14 Feb What Are the Causes of Sensitive Teeth?
Did you know that according to the Academy of General Dentistry, up to 40 million people in the United States report experiencing some type of tooth sensitivity? Despite being the hardest substance in our bodies, our teeth enamel is still prone to damage. For some, the discomfort caused by tooth sensitivity may start to interfere with their daily lives. In any case, it is time to consult with a professional dentist to remedy the solution.
In this article, we’ll be discussing what causes sensitive teeth and how to make your own homemade remedies.
Have you ever eaten or drank something, and felt a sharp jolt of pain from your teeth? This temporary jolt of pain – regardless of duration – may have been caused by the pain going straight into the tooth’s nerve endings, causing the discomfort. This discomfort can also occur whenever your teeth or body are exposed to extreme temperatures.

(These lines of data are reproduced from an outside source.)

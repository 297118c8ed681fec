//! Viewer configuration loaded from JSON.

use serde::{Deserialize, Serialize};
use thiserror::Error;

use footing_core::{FootingError, ModelKind};
use footing_render_3d::TessellationOptions;

use crate::controller::ModelParameters;

/// Errors while loading a [`ViewerConfig`].
#[derive(Debug, Error)]
pub enum ConfigError {
    #[error("Invalid config JSON: {0}")]
    Parse(#[from] serde_json::Error),

    #[error("Invalid default parameters: {0}")]
    Invalid(#[from] FootingError),
}

/// Initial state of a viewer.
///
/// Every field is optional in JSON; missing fields take the reference
/// defaults.
#[derive(Debug, Clone, PartialEq, Serialize, Deserialize)]
#[serde(rename_all = "camelCase", default)]
pub struct ViewerConfig {
    /// Model shown on mount.
    pub model: ModelKind,
    pub parameters: ModelParameters,
    /// Segments around each cylinder.
    pub curve_segments: u32,
}

impl Default for ViewerConfig {
    fn default() -> Self {
        Self {
            model: ModelKind::default(),
            parameters: ModelParameters::default(),
            curve_segments: 32,
        }
    }
}

impl ViewerConfig {
    /// Parse and validate a JSON config.
    pub fn from_json_str(json: &str) -> Result<Self, ConfigError> {
        let config: ViewerConfig = serde_json::from_str(json)?;
        config.validate()?;
        Ok(config)
    }

    /// Check that every parameter record produces valid geometry.
    pub fn validate(&self) -> Result<(), FootingError> {
        for kind in ModelKind::ALL {
            self.parameters.preflight(kind)?;
        }
        Ok(())
    }

    pub fn tessellation(&self) -> TessellationOptions {
        TessellationOptions::with_segments(self.curve_segments)
    }

    pub fn to_json_string(&self) -> Result<String, ConfigError> {
        Ok(serde_json::to_string_pretty(self)?)
    }
}

#[cfg(test)]
mod tests {
    use super::*;

    #[test]
    fn test_empty_json_is_default() {
        let config = ViewerConfig::from_json_str("{}").unwrap();
        assert_eq!(config, ViewerConfig::default());
    }

    #[test]
    fn test_partial_record_keeps_other_defaults() {
        let config = ViewerConfig::from_json_str(
            r#"{
                "model": "rectangleColumn",
                "parameters": { "rectangle": { "postsX": 5, "isFiniteConcrete": false } }
            }"#,
        )
        .unwrap();

        assert_eq!(config.model, ModelKind::RectangleColumn);
        assert_eq!(config.parameters.rectangle.posts_x, 5);
        assert!(!config.parameters.rectangle.is_finite_concrete);
        assert_eq!(config.parameters.rectangle.width, 3.0);
        assert_eq!(config.parameters.circular.post_count, 10);
    }

    #[test]
    fn test_out_of_domain_defaults_rejected() {
        let err = ViewerConfig::from_json_str(r#"{ "parameters": { "circular": { "postCount": 0 } } }"#)
            .unwrap_err();
        assert!(matches!(err, ConfigError::Invalid(_)));
    }

    #[test]
    fn test_malformed_json_rejected() {
        let err = ViewerConfig::from_json_str("{ model: ").unwrap_err();
        assert!(matches!(err, ConfigError::Parse(_)));
    }

    #[test]
    fn test_round_trip_through_json() {
        let json = ViewerConfig::default().to_json_string().unwrap();
        assert_eq!(ViewerConfig::from_json_str(&json).unwrap(), ViewerConfig::default());
    }

    #[test]
    fn test_tessellation_clamps_segments() {
        let config = ViewerConfig {
            curve_segments: 3,
            ..Default::default()
        };
        assert_eq!(config.tessellation().curve_segments, 8);
    }
}
//! Scene geometry for column footings.
//!
//! This crate provides:
//! - Box and cylinder primitives, tessellated to triangle meshes
//! - Concrete and steel materials
//! - A host scene arena with a change journal for the render host
//! - The base slab shared by all footing families
//! - The create/update/dispose lifecycle of geometry groups
//! - The three shape families: circular columns, complex column, rectangle column

mod circular;
mod complex;
mod geometry;
mod group;
mod material;
mod rectangle;
mod scene;
mod slab;
mod tessellation;

pub use circular::CircularColumns;
pub use complex::{ComplexColumn, ComplexLayout};
pub use geometry::{BoundingBox, Mesh, Shape, ShapeKind};
pub use group::{GeometryGroup, GroupPlan, PrimitiveSnapshot, ShapeFamily};
pub use material::Material;
pub use rectangle::RectangleColumn;
pub use scene::{MaterialId, PrimitiveId, PrimitiveRole, Scene3D, SceneChange, SceneObject};
pub use slab::{slab_shape, Footprint, INFINITE_SLAB_EXTENT};
pub use tessellation::{tessellate, TessellationOptions};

For example, exposing your teeth to freezing temperatures or going for a sauna.
Whether it was triggered by something you consumed, or because of exposure to external elements, the sharp pain that accompanies tooth sensitivity is not something you should just brush off. In a way, it is your body’s way of telling you its limits.
However, it is when the tooth sensitivity lingers that you should really consider consulting with a doctor. Because this may be a precursor to an underlying issue.
Causes of Tooth Sensitivity
In terms of causes, the most common cause of tooth sensitivity is when our tooth enamel gets worn down and exposes the more sensitive dentin layer underneath. In a normal healthy tooth, the soft dentin layer is protected by the hard-external enamel.
The dentin is connected to a network of nerves that are sensitive to changes in the environment, whether that be temperature, acid from your food, or other chemicals that pass through our mouth.
Our enamels can degrade over time, exposing the sensitive dentin layer and increasing the sensitivity of your teeth. Other factors that can expose the dentin include aggressively brushing our teeth, gum recession, long term use of alcohol-based mouthwash, cracked teeth, and many others.
With that said, it’s also worth noting that our teeth are just as unique as our fingerprints, meaning that everyone will have a different level of tolerance for sensitivity. What’s sensitive to your teeth may not be the same for others. It depends on how thick and thin your enamel is.
If you’re experiencing tooth sensitivity causing prolonged discomfort, it would be wise to schedule an appointment with the dentist to identify the problem and find a proper remedy.